■ **Instructions for the task**:
Return all lines of the data in which the string "ends" occurs.

■ **The records**:

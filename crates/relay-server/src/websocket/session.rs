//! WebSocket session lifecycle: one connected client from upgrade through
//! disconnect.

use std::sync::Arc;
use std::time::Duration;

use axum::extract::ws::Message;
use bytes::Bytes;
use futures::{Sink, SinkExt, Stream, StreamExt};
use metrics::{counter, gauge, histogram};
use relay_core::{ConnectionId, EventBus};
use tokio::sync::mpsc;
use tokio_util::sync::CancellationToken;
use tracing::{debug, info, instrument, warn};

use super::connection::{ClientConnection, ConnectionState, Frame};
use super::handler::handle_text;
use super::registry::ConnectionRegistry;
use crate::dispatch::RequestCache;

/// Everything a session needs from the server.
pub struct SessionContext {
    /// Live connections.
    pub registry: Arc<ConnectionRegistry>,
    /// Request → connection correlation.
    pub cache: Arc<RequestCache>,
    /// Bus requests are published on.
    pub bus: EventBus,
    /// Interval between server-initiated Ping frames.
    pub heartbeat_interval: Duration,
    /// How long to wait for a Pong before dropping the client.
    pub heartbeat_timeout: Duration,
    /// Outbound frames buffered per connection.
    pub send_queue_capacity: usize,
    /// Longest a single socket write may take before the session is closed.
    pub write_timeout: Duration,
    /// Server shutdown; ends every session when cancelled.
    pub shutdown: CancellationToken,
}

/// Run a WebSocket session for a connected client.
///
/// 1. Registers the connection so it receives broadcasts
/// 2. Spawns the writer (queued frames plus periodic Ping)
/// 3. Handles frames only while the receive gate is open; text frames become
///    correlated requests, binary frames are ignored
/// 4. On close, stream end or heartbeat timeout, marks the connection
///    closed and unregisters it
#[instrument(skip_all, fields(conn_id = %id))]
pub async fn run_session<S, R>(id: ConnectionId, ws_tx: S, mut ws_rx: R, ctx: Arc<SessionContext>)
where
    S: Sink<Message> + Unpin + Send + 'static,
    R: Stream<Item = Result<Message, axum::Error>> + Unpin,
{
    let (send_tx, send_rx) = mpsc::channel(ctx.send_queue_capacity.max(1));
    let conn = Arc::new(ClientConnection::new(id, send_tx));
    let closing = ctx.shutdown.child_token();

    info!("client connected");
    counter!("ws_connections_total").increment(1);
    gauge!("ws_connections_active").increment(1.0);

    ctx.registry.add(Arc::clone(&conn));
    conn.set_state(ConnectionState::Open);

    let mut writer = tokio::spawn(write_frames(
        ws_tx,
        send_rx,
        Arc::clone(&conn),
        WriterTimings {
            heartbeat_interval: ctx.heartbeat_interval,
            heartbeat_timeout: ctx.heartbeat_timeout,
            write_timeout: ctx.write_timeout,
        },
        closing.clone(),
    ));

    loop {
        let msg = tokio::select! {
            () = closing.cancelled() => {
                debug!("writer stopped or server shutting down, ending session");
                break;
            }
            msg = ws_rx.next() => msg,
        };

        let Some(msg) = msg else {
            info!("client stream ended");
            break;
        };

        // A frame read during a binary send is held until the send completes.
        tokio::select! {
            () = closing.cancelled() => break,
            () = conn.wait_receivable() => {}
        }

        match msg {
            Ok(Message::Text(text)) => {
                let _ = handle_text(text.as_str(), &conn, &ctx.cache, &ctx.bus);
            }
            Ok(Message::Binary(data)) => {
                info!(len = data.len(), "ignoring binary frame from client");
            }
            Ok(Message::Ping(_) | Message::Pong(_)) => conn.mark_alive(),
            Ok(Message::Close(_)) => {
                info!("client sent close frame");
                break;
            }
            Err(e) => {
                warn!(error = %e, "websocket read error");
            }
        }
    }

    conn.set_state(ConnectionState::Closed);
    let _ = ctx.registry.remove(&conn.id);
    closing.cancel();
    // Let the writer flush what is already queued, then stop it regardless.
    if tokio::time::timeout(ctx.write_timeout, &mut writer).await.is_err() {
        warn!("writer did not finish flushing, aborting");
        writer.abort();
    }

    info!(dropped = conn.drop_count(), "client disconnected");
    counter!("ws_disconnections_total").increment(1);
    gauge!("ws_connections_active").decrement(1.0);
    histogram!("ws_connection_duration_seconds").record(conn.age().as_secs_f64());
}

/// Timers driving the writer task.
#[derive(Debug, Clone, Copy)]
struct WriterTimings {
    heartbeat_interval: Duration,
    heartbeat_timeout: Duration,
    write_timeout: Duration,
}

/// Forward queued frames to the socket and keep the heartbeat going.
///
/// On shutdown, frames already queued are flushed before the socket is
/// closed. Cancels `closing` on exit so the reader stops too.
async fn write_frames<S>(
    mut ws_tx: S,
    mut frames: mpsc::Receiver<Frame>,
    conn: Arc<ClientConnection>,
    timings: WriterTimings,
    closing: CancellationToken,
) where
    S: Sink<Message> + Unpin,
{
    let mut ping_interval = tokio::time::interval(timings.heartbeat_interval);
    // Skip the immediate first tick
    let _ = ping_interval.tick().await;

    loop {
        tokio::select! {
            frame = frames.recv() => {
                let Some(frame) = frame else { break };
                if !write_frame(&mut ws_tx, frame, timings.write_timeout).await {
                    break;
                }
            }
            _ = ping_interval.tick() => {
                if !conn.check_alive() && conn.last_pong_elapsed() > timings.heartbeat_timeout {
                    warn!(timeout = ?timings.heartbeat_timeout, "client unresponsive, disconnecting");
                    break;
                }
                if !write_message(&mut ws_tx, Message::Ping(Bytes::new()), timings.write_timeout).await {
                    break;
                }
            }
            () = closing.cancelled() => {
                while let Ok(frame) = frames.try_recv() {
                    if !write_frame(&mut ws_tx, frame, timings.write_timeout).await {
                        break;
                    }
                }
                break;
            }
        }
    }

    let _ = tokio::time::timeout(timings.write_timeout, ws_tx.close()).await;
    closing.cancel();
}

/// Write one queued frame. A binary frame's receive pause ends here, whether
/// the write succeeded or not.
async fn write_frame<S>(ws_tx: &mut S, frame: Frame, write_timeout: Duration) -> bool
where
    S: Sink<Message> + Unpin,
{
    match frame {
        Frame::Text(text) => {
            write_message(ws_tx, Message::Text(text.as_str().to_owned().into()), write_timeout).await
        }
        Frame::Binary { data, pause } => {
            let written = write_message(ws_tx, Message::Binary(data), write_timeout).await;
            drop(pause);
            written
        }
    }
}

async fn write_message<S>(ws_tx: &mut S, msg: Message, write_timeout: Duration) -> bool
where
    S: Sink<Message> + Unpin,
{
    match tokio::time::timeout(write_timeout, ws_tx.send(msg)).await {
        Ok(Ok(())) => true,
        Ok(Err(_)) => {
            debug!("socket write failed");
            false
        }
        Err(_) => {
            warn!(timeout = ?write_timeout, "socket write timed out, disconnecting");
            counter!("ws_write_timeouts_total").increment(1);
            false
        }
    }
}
...
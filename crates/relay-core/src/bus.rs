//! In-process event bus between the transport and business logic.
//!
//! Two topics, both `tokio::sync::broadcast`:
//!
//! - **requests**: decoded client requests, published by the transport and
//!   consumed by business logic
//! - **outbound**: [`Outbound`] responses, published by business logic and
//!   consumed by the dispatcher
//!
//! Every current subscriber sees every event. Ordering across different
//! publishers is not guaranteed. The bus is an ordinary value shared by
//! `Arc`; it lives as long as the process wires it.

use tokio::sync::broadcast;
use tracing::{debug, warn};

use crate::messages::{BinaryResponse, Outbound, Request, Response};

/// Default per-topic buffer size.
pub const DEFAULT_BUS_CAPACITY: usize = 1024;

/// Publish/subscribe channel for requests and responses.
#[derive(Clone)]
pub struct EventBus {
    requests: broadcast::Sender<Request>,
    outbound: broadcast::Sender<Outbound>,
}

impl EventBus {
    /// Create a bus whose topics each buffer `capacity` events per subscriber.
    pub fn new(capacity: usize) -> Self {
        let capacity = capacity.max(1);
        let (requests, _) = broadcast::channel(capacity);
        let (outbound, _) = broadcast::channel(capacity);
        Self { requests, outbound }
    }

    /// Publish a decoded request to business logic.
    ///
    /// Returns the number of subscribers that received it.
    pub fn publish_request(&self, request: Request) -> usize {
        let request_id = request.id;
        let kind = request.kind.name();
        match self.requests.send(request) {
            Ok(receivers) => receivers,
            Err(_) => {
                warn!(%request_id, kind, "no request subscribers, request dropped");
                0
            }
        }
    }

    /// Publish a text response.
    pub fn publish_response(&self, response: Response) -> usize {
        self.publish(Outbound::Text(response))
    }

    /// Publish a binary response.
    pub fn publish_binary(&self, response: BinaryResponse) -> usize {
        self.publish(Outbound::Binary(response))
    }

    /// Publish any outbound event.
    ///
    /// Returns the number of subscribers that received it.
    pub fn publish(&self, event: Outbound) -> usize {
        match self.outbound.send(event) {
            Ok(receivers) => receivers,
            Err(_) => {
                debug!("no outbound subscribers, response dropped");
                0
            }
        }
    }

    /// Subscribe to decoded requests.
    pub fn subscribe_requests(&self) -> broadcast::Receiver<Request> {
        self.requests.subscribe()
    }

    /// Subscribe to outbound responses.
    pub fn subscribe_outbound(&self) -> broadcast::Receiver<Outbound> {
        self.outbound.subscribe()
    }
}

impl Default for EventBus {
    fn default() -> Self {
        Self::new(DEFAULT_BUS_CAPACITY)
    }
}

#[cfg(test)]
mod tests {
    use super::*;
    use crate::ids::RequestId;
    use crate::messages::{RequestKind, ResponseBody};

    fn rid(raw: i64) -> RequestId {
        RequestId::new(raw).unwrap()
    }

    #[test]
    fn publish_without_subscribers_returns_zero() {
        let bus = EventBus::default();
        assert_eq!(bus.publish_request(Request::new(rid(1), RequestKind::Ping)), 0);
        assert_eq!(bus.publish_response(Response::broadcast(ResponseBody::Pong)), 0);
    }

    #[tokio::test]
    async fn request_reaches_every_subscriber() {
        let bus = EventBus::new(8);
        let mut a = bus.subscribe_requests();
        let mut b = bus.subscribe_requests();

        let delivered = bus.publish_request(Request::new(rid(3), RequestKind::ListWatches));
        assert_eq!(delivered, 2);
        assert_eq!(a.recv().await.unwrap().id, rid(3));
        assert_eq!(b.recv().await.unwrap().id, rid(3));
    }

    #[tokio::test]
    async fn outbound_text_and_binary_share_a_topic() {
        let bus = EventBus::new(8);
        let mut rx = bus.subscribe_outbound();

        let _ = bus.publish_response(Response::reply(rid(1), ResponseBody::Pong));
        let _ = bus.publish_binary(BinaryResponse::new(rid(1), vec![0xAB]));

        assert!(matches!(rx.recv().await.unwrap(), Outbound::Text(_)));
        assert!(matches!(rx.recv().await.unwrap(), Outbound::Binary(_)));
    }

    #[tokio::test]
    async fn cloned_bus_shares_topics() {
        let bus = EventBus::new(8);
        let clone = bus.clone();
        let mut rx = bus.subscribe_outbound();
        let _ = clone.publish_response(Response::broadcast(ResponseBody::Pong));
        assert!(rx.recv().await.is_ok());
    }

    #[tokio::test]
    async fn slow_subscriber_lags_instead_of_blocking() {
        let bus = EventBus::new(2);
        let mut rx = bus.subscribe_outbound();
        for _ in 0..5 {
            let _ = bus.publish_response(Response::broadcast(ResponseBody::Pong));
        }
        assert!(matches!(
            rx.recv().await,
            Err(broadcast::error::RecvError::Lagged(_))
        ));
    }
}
...
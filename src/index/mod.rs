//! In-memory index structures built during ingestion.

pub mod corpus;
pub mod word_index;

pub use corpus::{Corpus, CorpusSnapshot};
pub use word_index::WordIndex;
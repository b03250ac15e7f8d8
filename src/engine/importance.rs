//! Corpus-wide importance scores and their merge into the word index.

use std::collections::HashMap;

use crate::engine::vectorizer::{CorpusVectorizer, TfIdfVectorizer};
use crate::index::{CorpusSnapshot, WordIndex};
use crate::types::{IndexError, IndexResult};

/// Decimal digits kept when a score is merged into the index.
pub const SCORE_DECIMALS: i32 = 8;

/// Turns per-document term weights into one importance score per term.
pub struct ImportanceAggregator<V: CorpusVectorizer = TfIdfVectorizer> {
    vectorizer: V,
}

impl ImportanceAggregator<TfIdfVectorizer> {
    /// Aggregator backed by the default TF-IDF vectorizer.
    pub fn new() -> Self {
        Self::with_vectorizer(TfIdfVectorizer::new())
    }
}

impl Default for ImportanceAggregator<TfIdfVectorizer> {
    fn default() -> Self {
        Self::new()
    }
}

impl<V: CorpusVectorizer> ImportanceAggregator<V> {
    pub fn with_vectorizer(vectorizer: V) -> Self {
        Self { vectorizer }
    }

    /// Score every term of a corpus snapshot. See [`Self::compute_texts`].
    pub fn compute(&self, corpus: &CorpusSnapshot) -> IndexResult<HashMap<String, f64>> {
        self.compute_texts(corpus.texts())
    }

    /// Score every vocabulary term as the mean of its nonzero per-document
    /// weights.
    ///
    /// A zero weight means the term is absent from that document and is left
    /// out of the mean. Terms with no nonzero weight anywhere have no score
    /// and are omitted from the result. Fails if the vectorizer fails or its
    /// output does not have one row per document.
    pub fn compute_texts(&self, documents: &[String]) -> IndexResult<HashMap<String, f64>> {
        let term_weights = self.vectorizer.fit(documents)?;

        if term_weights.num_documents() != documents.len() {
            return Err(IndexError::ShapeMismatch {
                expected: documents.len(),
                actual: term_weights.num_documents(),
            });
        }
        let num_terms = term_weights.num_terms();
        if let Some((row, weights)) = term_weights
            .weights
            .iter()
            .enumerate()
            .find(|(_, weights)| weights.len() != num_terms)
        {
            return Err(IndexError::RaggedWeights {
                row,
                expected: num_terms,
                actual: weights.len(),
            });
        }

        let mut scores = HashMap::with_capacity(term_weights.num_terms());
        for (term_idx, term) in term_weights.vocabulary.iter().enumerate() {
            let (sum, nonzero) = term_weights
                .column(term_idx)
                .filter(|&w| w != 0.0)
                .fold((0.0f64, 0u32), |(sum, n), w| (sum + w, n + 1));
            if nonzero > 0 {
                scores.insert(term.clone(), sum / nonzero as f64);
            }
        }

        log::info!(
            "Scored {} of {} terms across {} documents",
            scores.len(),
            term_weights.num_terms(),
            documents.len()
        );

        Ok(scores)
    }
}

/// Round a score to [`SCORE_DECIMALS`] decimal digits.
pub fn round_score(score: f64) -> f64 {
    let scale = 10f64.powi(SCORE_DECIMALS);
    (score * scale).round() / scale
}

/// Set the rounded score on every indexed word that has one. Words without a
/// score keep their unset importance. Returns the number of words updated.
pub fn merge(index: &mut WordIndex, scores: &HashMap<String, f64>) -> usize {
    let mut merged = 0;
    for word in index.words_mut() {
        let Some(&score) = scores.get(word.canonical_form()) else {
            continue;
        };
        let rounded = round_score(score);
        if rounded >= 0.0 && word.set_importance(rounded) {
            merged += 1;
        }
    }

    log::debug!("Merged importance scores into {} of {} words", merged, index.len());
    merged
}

■ **Solution to this task**:
    /// Server shutdown; ends every session when cancelled.
/// Write one queued frame. A binary frame's receive pause ends here, whether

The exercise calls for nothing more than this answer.